Okay, so today I’m gonna walk you through my little project: “giron prediction.” It’s nothing fancy, just me messing around with some data and trying to predict stuff.

First things first, I grabbed the data. Found a dataset online, some CSV file, can’t remember exactly where, but it had all the info I needed. I think it was from Kaggle. Then, I fired up my Jupyter Notebook. Gotta love those notebooks, right?
Next, I imported all the usual suspects: pandas, numpy, scikit-learn. You know, the gang. Loaded the CSV into a pandas DataFrame. Always gotta check the head and tail, make sure everything looks okay. No weird characters or missing values in the first few rows.
Then comes the fun part: cleaning the data.

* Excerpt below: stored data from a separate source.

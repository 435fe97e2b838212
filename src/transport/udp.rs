//! UDP transport for the authoritative responder.
//!
//! Each datagram is answered independently from the record table; there is
//! no upstream and no pending state.

use std::io;
use std::net::SocketAddr;
use std::rc::Rc;

use tokio::net::UdpSocket;
use tokio::task::JoinHandle;
use tracing::{debug, warn};

use crate::authority::{self, RecordTable};
use crate::dns::HEADER_LEN;
use crate::error::{Error, Result};

use super::MAX_DNS_PACKET_SIZE;

/// UDP transport for the responder.
pub struct UdpTransport {
    socket: UdpSocket,
}

impl UdpTransport {
    /// Bind the listening socket.
    pub async fn bind(addr: SocketAddr) -> Result<Self> {
        let socket = UdpSocket::bind(addr)
            .await
            .map_err(|source| Error::Bind { addr, source })?;

        Ok(Self { socket })
    }

    pub fn local_addr(&self) -> io::Result<SocketAddr> {
        self.socket.local_addr()
    }

    /// Start answering on the current `LocalSet`.
    pub fn start(self, table: Rc<RecordTable>) -> JoinHandle<()> {
        tokio::task::spawn_local(run(self.socket, table))
    }
}

async fn run(socket: UdpSocket, table: Rc<RecordTable>) {
    let mut buf = [0u8; MAX_DNS_PACKET_SIZE];

    loop {
        let (len, src) = match socket.recv_from(&mut buf).await {
            Ok(r) => r,
            Err(e) => {
                warn!(error = %e, "UDP recv error");
                continue;
            }
        };

        if len < HEADER_LEN {
            continue;
        }

        let Some(response) = authority::handle_datagram(&buf[..len], &table) else {
            debug!(%src, "no reply for datagram");
            continue;
        };

        if let Err(e) = socket.send_to(&response, src).await {
            warn!(error = %e, %src, "UDP response error");
        }
    }
}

There were some missing values, so I filled them with the mean or median, depending on the column. Also had to convert some categorical features into numerical ones. One-hot encoding to the rescue! Manually dropped some columns that I figured wouldn’t be useful for the prediction. Like IDs or something.
After cleaning, I split the data into training and testing sets. 80/20 split, standard stuff. Then, I tried a few different models. Started with Linear Regression, because why not? Then moved on to Random Forest, because everyone loves Random Forest. Also gave XGBoost a shot, because I heard it’s good. Nothing too fancy, just the default parameters for now.
To train these models, I used the fit()
function. Simple enough. For each model, I calculated the predictions on the test set, and then calculated some metrics, like Mean Squared Error and R-squared. Just to see how well they performed. I will say it was looking pretty okay-ish.
After the basic models, I decided to get a little fancier. Tried some hyperparameter tuning using GridSearchCV. Defined a grid of parameters to try for each model, and let GridSearchCV do its thing. Took a while to run, but it was worth it. The models definitely improved after tuning.
Once I had my best model, I saved it to a file using pickle. Just in case I wanted to use it later without having to retrain it. Then, I wrote a small script to load the model and make predictions on new data. Really simple input with prints, just enough to prove it works.
And that’s pretty much it! “giron prediction” in a nutshell. It’s not perfect, and there’s definitely room for improvement, but it was a fun little project to work on. I learned a lot, and that’s what matters.

- Data Collection: I started by gathering the necessary data.
- Data Cleaning: I handled missing values and converted categorical features.
- Model Training: I experimented with Linear Regression, Random Forest, and XGBoost.
- Hyperparameter Tuning: I used GridSearchCV to optimize model parameters.
- Model Deployment: I saved the best model and created a script for making predictions.
Would love to explore something else next! Maybe a more complicated problem, or maybe try out a different type of model.